**Directions:**
Starting from the line that holds "assert!(bought >= u256(1_000)", print every line through the end of the records, first and last included.

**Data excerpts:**
-*-

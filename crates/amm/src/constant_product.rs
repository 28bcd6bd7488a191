//! The famous `x · y = k` constant-product formula with fee-on-input, as
//! implemented by Uniswap V2 and its many forks.

use alloy_primitives::U256;

/// Fees are expressed in basis points against this denominator.
pub const FEE_DENOMINATOR: u32 = 10_000;

/// Pair contracts store reserves as `uint112`. Trades that would push a
/// reserve past this value revert on-chain, so they quote as 0 here.
pub const RESERVE_LIMIT: U256 = U256::from_limbs([u64::MAX, 0x0000_ffff_ffff_ffff, 0, 0]);

/// Computes the output amount for a swap of `amount_in`, rounding down:
///
/// `(x·(F−fee)·r_out) / (r_in·F + x·(F−fee))`
///
/// Returns 0 for empty pools, a zero denominator, or when the trade would
/// overflow the pair's `uint112` reserve slot.
pub fn get_amount_out(amount_in: U256, reserve_in: U256, reserve_out: U256, fee: u32) -> U256 {
    if fee >= FEE_DENOMINATOR {
        return U256::ZERO;
    }
    match reserve_in.checked_add(amount_in) {
        Some(new_reserve) if new_reserve <= RESERVE_LIMIT => (),
        _ => return U256::ZERO,
    }

    let amount_with_fee = amount_in * U256::from(FEE_DENOMINATOR - fee);
    let numerator = match amount_with_fee.checked_mul(reserve_out) {
        Some(numerator) => numerator,
        None => return U256::ZERO,
    };
    let denominator = match reserve_in
        .checked_mul(U256::from(FEE_DENOMINATOR))
        .and_then(|scaled| scaled.checked_add(amount_with_fee))
    {
        Some(denominator) if !denominator.is_zero() => denominator,
        _ => return U256::ZERO,
    };

    numerator / denominator
}

/// Computes the input amount required to receive `amount_out`, rounding up:
///
/// `1 + (r_in·y·F) / ((F−fee)·(r_out − y))`
///
/// The `1 +` matches the pair contract's router math exactly. Returns 0
/// when the pool cannot provide `amount_out` (denominator ≤ 0) or when the
/// requested output is 0 (numerator 0).
pub fn get_amount_in(amount_out: U256, reserve_in: U256, reserve_out: U256, fee: u32) -> U256 {
    if amount_out.is_zero() || fee >= FEE_DENOMINATOR || amount_out >= reserve_out {
        return U256::ZERO;
    }

    let numerator = match reserve_in
        .checked_mul(amount_out)
        .and_then(|product| product.checked_mul(U256::from(FEE_DENOMINATOR)))
    {
        Some(numerator) => numerator,
        None => return U256::ZERO,
    };
    let denominator = (reserve_out - amount_out) * U256::from(FEE_DENOMINATOR - fee);
    if denominator.is_zero() {
        return U256::ZERO;
    }

    U256::from(1) + numerator / denominator
}

/// One hop of a multi-pool path, oriented in trade direction.
#[derive(Clone, Copy, Debug)]
pub struct Hop {
    pub reserve_in: U256,
    pub reserve_out: U256,
    pub fee: u32,
}

/// Sells `amount_in` along `path`, composing hops left to right on the
/// input side. A 0 quote on any hop short-circuits to 0.
pub fn sell_along_path(amount_in: U256, path: &[Hop]) -> U256 {
    path.iter().fold(amount_in, |amount, hop| {
        if amount.is_zero() {
            return U256::ZERO;
        }
        get_amount_out(amount, hop.reserve_in, hop.reserve_out, hop.fee)
    })
}

/// Computes the input required to buy `amount_out` through `path`,
/// composing hops right to left on the output side.
pub fn buy_along_path(amount_out: U256, path: &[Hop]) -> U256 {
    path.iter().rev().fold(amount_out, |amount, hop| {
        if amount.is_zero() {
            return U256::ZERO;
        }
        get_amount_in(amount, hop.reserve_in, hop.reserve_out, hop.fee)
    })
}

#[cfg(test)]
mod tests {
    use super::*;

    fn u256(value: u128) -> U256 {
        U256::from(value)
    }

    #[test]
    fn amount_out_matches_pair_contract() {
        // 1000 in against (1_000_000, 2_000_000) reserves at 30 bps:
        // (1000·9970·2000000) / (1000000·10000 + 1000·9970) = 1993
        assert_eq!(
            get_amount_out(u256(1_000), u256(1_000_000), u256(2_000_000), 30),
            u256(1_993),
        );
        // One whole unit floors to 1.
        assert_eq!(
            get_amount_out(u256(1), u256(1_000_000), u256(2_000_000), 30),
            u256(1),
        );
    }

    #[test]
    fn amount_out_zero_cases() {
        assert_eq!(get_amount_out(u256(0), u256(100), u256(100), 30), U256::ZERO);
        assert_eq!(get_amount_out(u256(100), u256(100), u256(0), 30), U256::ZERO);
        // Zero denominator (empty pool, zero input).
        assert_eq!(get_amount_out(u256(0), u256(0), u256(100), 30), U256::ZERO);
        // Fee eats the entire input.
        assert_eq!(
            get_amount_out(u256(100), u256(100), u256(100), FEE_DENOMINATOR),
            U256::ZERO,
        );
    }

    #[test]
    fn amount_out_respects_reserve_limit() {
        let reserve = RESERVE_LIMIT - u256(10);
        assert_eq!(get_amount_out(u256(10), reserve, u256(1_000), 30), u256(0));
        assert_eq!(
            get_amount_out(u256(11), reserve, u256(1_000_000_000), 30),
            U256::ZERO,
        );
    }

    #[test]
    fn amount_in_rounds_up() {
        // Buying back the 1993 quote from above costs at least the original
        // 1000 input, and the quoted input is always sufficient.
        let amount_in = get_amount_in(u256(1_993), u256(1_000_000), u256(2_000_000), 30);
        assert!(amount_in >= u256(1_000));
        assert!(get_amount_out(amount_in, u256(1_000_000), u256(2_000_000), 30) >= u256(1_993));
    }

    #[test]
    fn amount_in_zero_cases() {
        assert_eq!(get_amount_in(u256(0), u256(100), u256(100), 30), U256::ZERO);
        // Output exceeding reserves is unfillable.
        assert_eq!(get_amount_in(u256(100), u256(100), u256(100), 30), U256::ZERO);
        assert_eq!(get_amount_in(u256(101), u256(100), u256(100), 30), U256::ZERO);
    }

    #[test]
    fn buy_then_sell_never_profits() {
        // getAmountIn(getAmountOut(x)) ≥ x for all valid inputs.
        for (x, r0, r1, fee) in [
            (1_000u128, 1_000_000u128, 2_000_000u128, 30u32),
            (1, 1_000, 1_000, 0),
            (123_456, 777_777, 55_555, 100),
            (5, 10, 10_000_000, 9_999),
        ] {
            let out = get_amount_out(u256(x), u256(r0), u256(r1), fee);
            if out.is_zero() {
                continue;
            }
            let back = get_amount_in(out, u256(r0), u256(r1), fee);
            assert!(back >= u256(x), "x={x} out={out} back={back}");
        }
    }

    #[test]
    fn path_composition() {
        let path = [
            Hop {
                reserve_in: u256(1_000_000),
                reserve_out: u256(2_000_000),
                fee: 30,
            },
            Hop {
                reserve_in: u256(2_000_000),
                reserve_out: u256(1_000_000),
                fee: 30,
            },
        ];
        let sold = sell_along_path(u256(1_000), &path);
        // Two hops at 30 bps round-trip back below the input.
        assert!(sold < u256(1_000));
        assert!(!sold.is_zero());

        let bought = buy_along_path(sold, &path);
        assert!(bought >= u256(1_000) - u256(2));

        assert_eq!(sell_along_path(U256::ZERO, &path), U256::ZERO);
        assert_eq!(buy_along_path(U256::ZERO, &path), U256::ZERO);
    }
}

-*-

**Response to this exercise:**
        assert!(bought >= u256(1_000) - u256(2));

        assert_eq!(sell_along_path(U256::ZERO, &path), U256::ZERO);
        assert_eq!(buy_along_path(U256::ZERO, &path), U256::ZERO);
    }
}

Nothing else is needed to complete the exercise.